If you’re not paying attention to your body, forget about being the actor in your life. Your body is telling your brain what to focus on: your tight throat and chest tell your brain to get ready for a threat. Your own physiology prompts your brain’s response. So you have to both observe what’s happening in your body and then sit with, and breathe through, the sensation until you have restored a level of balance. This practice is called getting grounded, centered, or self-regulated.

Step 4: Question It

Once you’re feeling centered, the fourth step is to question the belief. Is what you believe factually true? You might ask yourself, “What if that driver wasn’t being rude?” The driver may have honked longer than he or she intended. The driver might have been honking at someone else. Maybe the driver didn’t honk at all. How many times have you honked at someone only to feel bad or to have been misunderstood? If you try, you can find several reasons to question your belief.

After seeing where your belief might be untrue, next, ask yourself where that belief might apply to you. In the case of the rude driver, you might think, “When is my behavior or thinking rude?” The answer to this question is typically amusing and revealing. You might picture yourself shooting someone the middle finger or cutting to be first in line. If you’re like me, there’s no shortage of evidence pointing to where your thinking and behavior might be less than polite.

It’s here where most people get stuck. When asked to question their deeply held beliefs, people become resistant and defensive. And this is understandable. For example, it may seem preposterous — or even offensive — to suggest that rude behavior is excusable. It might feel uncomfortable to think of times when you’ve been obnoxious. The point here is not to deny the truth: people can be rude. Rude behavior has consequences. Instead, you want to soften your attachment to this belief.

Step 5: Practice

The final step is to practice. To master anything in life, you have to master this discipline. To do so, it helps to understand the phenomenon of neuroplasticity.

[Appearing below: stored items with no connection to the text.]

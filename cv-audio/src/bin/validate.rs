//! cv-validate - Check an MP3 against the archive's published reference
//!
//! Downloads the reference upload into a temporary file (always removed),
//! compares tags, artwork and format, and patches mismatching artwork with
//! the local cover image.

use anyhow::Result;
use clap::Parser;
use cv_audio::validate::{download_reference, validate_file};
use cv_common::config::{load_config, write_toml_config, TomlConfig};
use cv_common::http::build_client;
use cv_common::Prompter;
use std::path::PathBuf;
use tracing::{error, info};

/// Command-line arguments for cv-validate
#[derive(Parser, Debug)]
#[command(name = "cv-validate")]
#[command(about = "Validate an MP3 against the Cities Visited reference upload")]
#[command(version)]
struct Args {
    /// Config file (overrides CV_CONFIG and default locations)
    #[arg(short, long)]
    config: Option<PathBuf>,

    /// Write the effective configuration to this path and exit
    #[arg(long)]
    write_config: Option<PathBuf>,

    /// MP3 file to validate (prompted for when omitted)
    input: Option<PathBuf>,
}

#[tokio::main]
async fn main() -> Result<()> {
    let args = Args::parse();
    let config = load_config(args.config.as_deref())?;
    cv_common::logging::init(&config.logging)?;
    cv_common::build_info::log_startup("cv-validate", env!("CARGO_PKG_VERSION"));

    if let Some(path) = &args.write_config {
        write_toml_config(&config, path)?;
        info!("Configuration written to {}", path.display());
        return Ok(());
    }

    if let Err(e) = run(args.input, &config).await {
        error!("An error occurred: {}", e);
    }

    Ok(())
}

/// Prompt for the input, download the reference and report the issues
async fn run(input: Option<PathBuf>, config: &TomlConfig) -> Result<()> {
    let input = match input {
        Some(path) => path,
        None => PathBuf::from(Prompter::stdio().ask("Enter the path to the input MP3 file: ")?),
    };

    if !input.is_file() {
        error!("Input file does not exist.");
        return Ok(());
    }

    let client = build_client(&config.http)?;

    // Removed on drop, whatever the outcome
    let reference = tempfile::Builder::new()
        .prefix("reference")
        .suffix(".mp3")
        .tempfile()?;

    if let Err(e) = download_reference(&client, &config.validate.reference_url, reference.path()).await {
        error!("{}", e);
        return Ok(());
    }

    match validate_file(&input, reference.path(), &config.validate.artwork_path) {
        Ok(issues) if issues.is_empty() => {
            info!("All requirements are satisfied. The file is ready for upload to ArDrive.");
        }
        Ok(issues) => {
            for issue in &issues {
                error!("Error: {}", issue);
            }
        }
        Err(e) => error!("Validation failed: {}", e),
    }

    Ok(())
}
//! Error types for cv-archive

use thiserror::Error;

pub type ScrapeResult<T> = std::result::Result<T, ScrapeError>;

#[derive(Debug, Error)]
pub enum ScrapeError {
    #[error("Network error: {0}")]
    NetworkError(#[from] reqwest::Error),

    #[error("HTTP {status} from {url}")]
    Status { url: String, status: u16 },

    #[error("Parse error: {0}")]
    ParseError(#[from] serde_json::Error),

    #[error("I/O error: {0}")]
    IoError(#[from] std::io::Error),
}
//! MP3 validation against a published reference file
//!
//! The reference is the archive's canonical upload. An input file passes
//! when it shares the reference's artist, album, genre, artwork and format
//! and carries title and date frames.

use crate::metadata::{self, MetadataError, TrackMetadata};
use std::fmt;
use std::path::Path;
use thiserror::Error;

/// Validation errors (conditions that prevent validation from running)
#[derive(Debug, Error)]
pub enum ValidateError {
    #[error("Network error: {0}")]
    NetworkError(#[from] reqwest::Error),

    #[error("Failed to download file: {0}")]
    DownloadFailed(u16),

    #[error("I/O error: {0}")]
    IoError(#[from] std::io::Error),

    #[error(transparent)]
    Metadata(#[from] MetadataError),
}

/// A requirement the input file does not meet
#[derive(Debug, Clone, PartialEq, Eq)]
pub enum ValidationIssue {
    /// Tag differs from the reference
    TagMismatch(&'static str),
    /// Required tag absent
    MissingTag(&'static str),
    /// First attached picture differs from the reference
    ArtworkMismatch,
    FormatMismatch { input: String, reference: String },
}

impl fmt::Display for ValidationIssue {
    fn fmt(&self, f: &mut fmt::Formatter<'_>) -> fmt::Result {
        match self {
            ValidationIssue::TagMismatch(key) => write!(f, "Tag '{}' does not match.", key),
            ValidationIssue::MissingTag(key) => write!(f, "Tag '{}' is missing.", key),
            ValidationIssue::ArtworkMismatch => write!(f, "Attached pictures do not match."),
            ValidationIssue::FormatMismatch { input, reference } => write!(
                f,
                "File format '{}' does not match reference '{}'.",
                input, reference
            ),
        }
    }
}

/// Download the reference file to `dest`
pub async fn download_reference(
    client: &reqwest::Client,
    url: &str,
    dest: &Path,
) -> Result<(), ValidateError> {
    tracing::debug!(url = %url, dest = %dest.display(), "Downloading reference file");

    let response = client.get(url).send().await?;
    let status = response.status();
    if !status.is_success() {
        return Err(ValidateError::DownloadFailed(status.as_u16()));
    }

    let bytes = response.bytes().await?;
    tokio::fs::write(dest, &bytes).await?;

    tracing::debug!(bytes = bytes.len(), "Reference file downloaded");
    Ok(())
}

/// Compare input metadata against the reference
pub fn compare(input: &TrackMetadata, reference: &TrackMetadata) -> Vec<ValidationIssue> {
    let mut issues = Vec::new();

    let shared = [
        ("artist", &input.tags.artist, &reference.tags.artist),
        ("album", &input.tags.album, &reference.tags.album),
        ("genre", &input.tags.genre, &reference.tags.genre),
    ];
    for (key, ours, theirs) in shared {
        if ours != theirs {
            issues.push(ValidationIssue::TagMismatch(key));
        }
    }

    if input.tags.title.is_none() {
        issues.push(ValidationIssue::MissingTag("track title"));
    }

    if input.tags.date.is_none() {
        issues.push(ValidationIssue::MissingTag("date"));
    }

    if input.picture != reference.picture {
        issues.push(ValidationIssue::ArtworkMismatch);
    }

    if input.format != reference.format {
        issues.push(ValidationIssue::FormatMismatch {
            input: input.format.to_string(),
            reference: reference.format.to_string(),
        });
    }

    issues
}

/// Validate `input_path` against `reference_path`
///
/// Mismatching artwork is patched in place with `artwork_path`; the issue
/// is still reported so the caller knows the file was changed.
pub fn validate_file(
    input_path: &Path,
    reference_path: &Path,
    artwork_path: &Path,
) -> Result<Vec<ValidationIssue>, ValidateError> {
    let input = metadata::extract(input_path)?;
    let reference = metadata::extract(reference_path)?;

    let issues = compare(&input, &reference);

    if issues.contains(&ValidationIssue::ArtworkMismatch) {
        tracing::warn!("Cover artwork does not match. Replacing with local artwork.");
        if let Err(e) = metadata::attach_artwork(input_path, artwork_path) {
            tracing::error!(
                artwork = %artwork_path.display(),
                "Failed to replace cover artwork: {}",
                e
            );
        }
    }

    Ok(issues)
}
//! cv-convert - Convert a recording to the archive's MP3 profile
//!
//! Asks for the input audio file and writes the configured output file
//! (`output.mp3` by default).

use anyhow::Result;
use clap::Parser;
use cv_audio::{convert_to_mp3, ConversionProfile, ConvertError};
use cv_common::config::{load_config, write_toml_config};
use cv_common::Prompter;
use std::path::PathBuf;
use tracing::{error, info};

/// Command-line arguments for cv-convert
#[derive(Parser, Debug)]
#[command(name = "cv-convert")]
#[command(about = "Convert a recording to the Cities Visited MP3 profile")]
#[command(version)]
struct Args {
    /// Config file (overrides CV_CONFIG and default locations)
    #[arg(short, long)]
    config: Option<PathBuf>,

    /// Write the effective configuration to this path and exit
    #[arg(long)]
    write_config: Option<PathBuf>,

    /// Input audio file (prompted for when omitted)
    input: Option<PathBuf>,
}

#[tokio::main]
async fn main() -> Result<()> {
    let args = Args::parse();
    let config = load_config(args.config.as_deref())?;
    cv_common::logging::init(&config.logging)?;
    cv_common::build_info::log_startup("cv-convert", env!("CARGO_PKG_VERSION"));

    if let Some(path) = &args.write_config {
        write_toml_config(&config, path)?;
        info!("Configuration written to {}", path.display());
        return Ok(());
    }

    let input = match args.input {
        Some(path) => path,
        None => match Prompter::stdio().ask("Enter the input audio file path: ") {
            Ok(answer) => PathBuf::from(answer),
            Err(e) => {
                error!("An error occurred: {}", e);
                return Ok(());
            }
        },
    };

    if !input.is_file() {
        error!("Input file does not exist.");
        return Ok(());
    }

    let profile = ConversionProfile::from_config(&config.convert);
    let output = &config.convert.output_file;

    match convert_to_mp3(&profile, &input, output).await {
        Ok(()) => info!("Conversion complete. File saved as: {}", output.display()),
        Err(e @ ConvertError::Spawn { .. }) => error!("Error starting conversion: {}", e),
        Err(e) => error!("Error during conversion: {}", e),
    }

    Ok(())
}
//! cv-gateway - Swap one Arweave gateway for another in stored documents
//!
//! Two variants share one literal find-replace contract:
//! - spreadsheet: every string cell of an `.xlsx` workbook
//! - markup: HTML, Markdown and similar text files, singly or per folder

pub mod error;
pub mod markup;
pub mod spreadsheet;

pub use error::{GatewayError, GatewayResult};
pub use markup::replace_gateway_in_markup;
pub use spreadsheet::replace_gateway_in_xlsx;

use std::path::Path;

/// Outcome of a replacement run
///
/// For spreadsheets `scanned`/`modified` count workbook parts (shared
/// strings, sheets); for markup they count files.
#[derive(Debug, Clone, Copy, Default, PartialEq, Eq)]
pub struct ReplaceReport {
    pub scanned: usize,
    pub modified: usize,
    pub replacements: usize,
}

/// Document family selected from the target path
#[derive(Debug, Clone, Copy, PartialEq, Eq)]
pub enum Variant {
    Spreadsheet,
    Markup,
}

impl Variant {
    pub fn for_path(path: &Path) -> Self {
        let is_xlsx = path
            .extension()
            .map(|ext| ext.eq_ignore_ascii_case("xlsx"))
            .unwrap_or(false);

        if is_xlsx {
            Variant::Spreadsheet
        } else {
            Variant::Markup
        }
    }
}

/// Replace `old_gateway` with `new_gateway` in the document(s) at `path`
pub fn replace_gateway(
    path: &Path,
    old_gateway: &str,
    new_gateway: &str,
) -> GatewayResult<ReplaceReport> {
    if old_gateway.is_empty() {
        return Err(GatewayError::EmptyPattern);
    }

    match Variant::for_path(path) {
        Variant::Spreadsheet => replace_gateway_in_xlsx(path, old_gateway, new_gateway),
        Variant::Markup => replace_gateway_in_markup(path, old_gateway, new_gateway),
    }
}

#[cfg(test)]
mod tests {
    use super::*;

    #[test]
    fn test_variant_selection() {
        assert_eq!(Variant::for_path(Path::new("catalog.xlsx")), Variant::Spreadsheet);
        assert_eq!(Variant::for_path(Path::new("CATALOG.XLSX")), Variant::Spreadsheet);
        assert_eq!(Variant::for_path(Path::new("posts/post_01.html")), Variant::Markup);
        assert_eq!(Variant::for_path(Path::new("posts")), Variant::Markup);
    }

    #[test]
    fn test_empty_pattern_rejected() {
        let result = replace_gateway(Path::new("catalog.xlsx"), "", "arweave.net");
        assert!(matches!(result, Err(GatewayError::EmptyPattern)));
    }
}
//! # Cities Visited Common Library
//!
//! Shared code for the Cities Visited publishing tools:
//! - Error type
//! - TOML configuration loading
//! - Logging initialization and build identification
//! - Interactive prompts
//! - HTTP client construction

pub mod build_info;
pub mod config;
pub mod error;
pub mod http;
pub mod logging;
pub mod prompt;

pub use error::{Error, Result};
pub use prompt::Prompter;
//! Error types for cv-gateway

use std::path::PathBuf;
use thiserror::Error;

pub type GatewayResult<T> = std::result::Result<T, GatewayError>;

#[derive(Debug, Error)]
pub enum GatewayError {
    #[error("File '{}' does not exist.", .0.display())]
    NotFound(PathBuf),

    #[error("The gateway to replace must not be empty")]
    EmptyPattern,

    #[error("Workbook part '{0}' is not valid UTF-8")]
    InvalidPart(String),

    #[error("I/O error: {0}")]
    Io(#[from] std::io::Error),

    #[error("Workbook error: {0}")]
    Zip(#[from] zip::result::ZipError),

    #[error("Directory walk error: {0}")]
    Walk(#[from] walkdir::Error),
}
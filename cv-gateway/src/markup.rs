//! Gateway replacement in markup files
//!
//! Accepts a single file or a folder; folders are walked recursively and
//! only markup-like files are touched.

use crate::{GatewayError, GatewayResult, ReplaceReport};
use std::path::Path;
use walkdir::WalkDir;

/// Extensions treated as markup when walking a folder
pub const MARKUP_EXTENSIONS: &[&str] = &["html", "htm", "md", "markdown", "xml", "txt"];

/// Replace `old_gateway` with `new_gateway` in the file or folder at `path`
///
/// Files are rewritten only when their content changes. Files that cannot
/// be read as UTF-8 text are logged and skipped.
pub fn replace_gateway_in_markup(
    path: &Path,
    old_gateway: &str,
    new_gateway: &str,
) -> GatewayResult<ReplaceReport> {
    if !path.exists() {
        return Err(GatewayError::NotFound(path.to_path_buf()));
    }

    let mut report = ReplaceReport::default();

    if path.is_file() {
        replace_in_file(path, old_gateway, new_gateway, &mut report);
        return Ok(report);
    }

    for entry in WalkDir::new(path).follow_links(false) {
        let entry = entry?;
        if entry.file_type().is_file() && is_markup(entry.path()) {
            replace_in_file(entry.path(), old_gateway, new_gateway, &mut report);
        }
    }

    Ok(report)
}

fn is_markup(path: &Path) -> bool {
    path.extension()
        .and_then(|ext| ext.to_str())
        .map(|ext| {
            MARKUP_EXTENSIONS
                .iter()
                .any(|known| ext.eq_ignore_ascii_case(known))
        })
        .unwrap_or(false)
}

fn replace_in_file(path: &Path, old: &str, new: &str, report: &mut ReplaceReport) {
    report.scanned += 1;

    let content = match std::fs::read_to_string(path) {
        Ok(content) => content,
        Err(e) => {
            tracing::warn!(file = %path.display(), "Skipping unreadable file: {}", e);
            return;
        }
    };

    let hits = content.matches(old).count();
    if hits == 0 {
        return;
    }

    if let Err(e) = std::fs::write(path, content.replace(old, new)) {
        tracing::warn!(file = %path.display(), "Failed to write file: {}", e);
        return;
    }

    tracing::debug!(file = %path.display(), replacements = hits, "Updated file");
    report.modified += 1;
    report.replacements += hits;
}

For much of the first half of the twentieth century, scientists assumed that brain structure evolved during childhood and adolescence but became fixed at adulthood. It was not until the early 1970s that researchers began to discover that the brain is constantly changing, even late into life, as a result of behavior and environment. Donald Hebb captured the essence of this phenomenon with his famous quote: “Neurons that fire together, wire together.” Essentially, Hebb was describing neuroplasticity, the idea that repeated neural activity strengthens the connections between neurons over time. In turn, those strengthened connections make it more likely that the resulting behavior will occur with greater ease. This was a revolutionary finding.

The evidence that’s accumulated since the ’70s indicates overwhelmingly that, with practice, new behaviors become more habitual because they’re supported by new, strengthened neural structures.

The more you practice questioning your beliefs and managing your physiology, the easier and more habitual it will be to engage in your desired behaviors. Subconscious competence will come from the intentional, deliberate, and repetitive practice of new behaviors. With practice, you will literally begin to experience a new reality. You will act, not react. You will be the master of your behavior.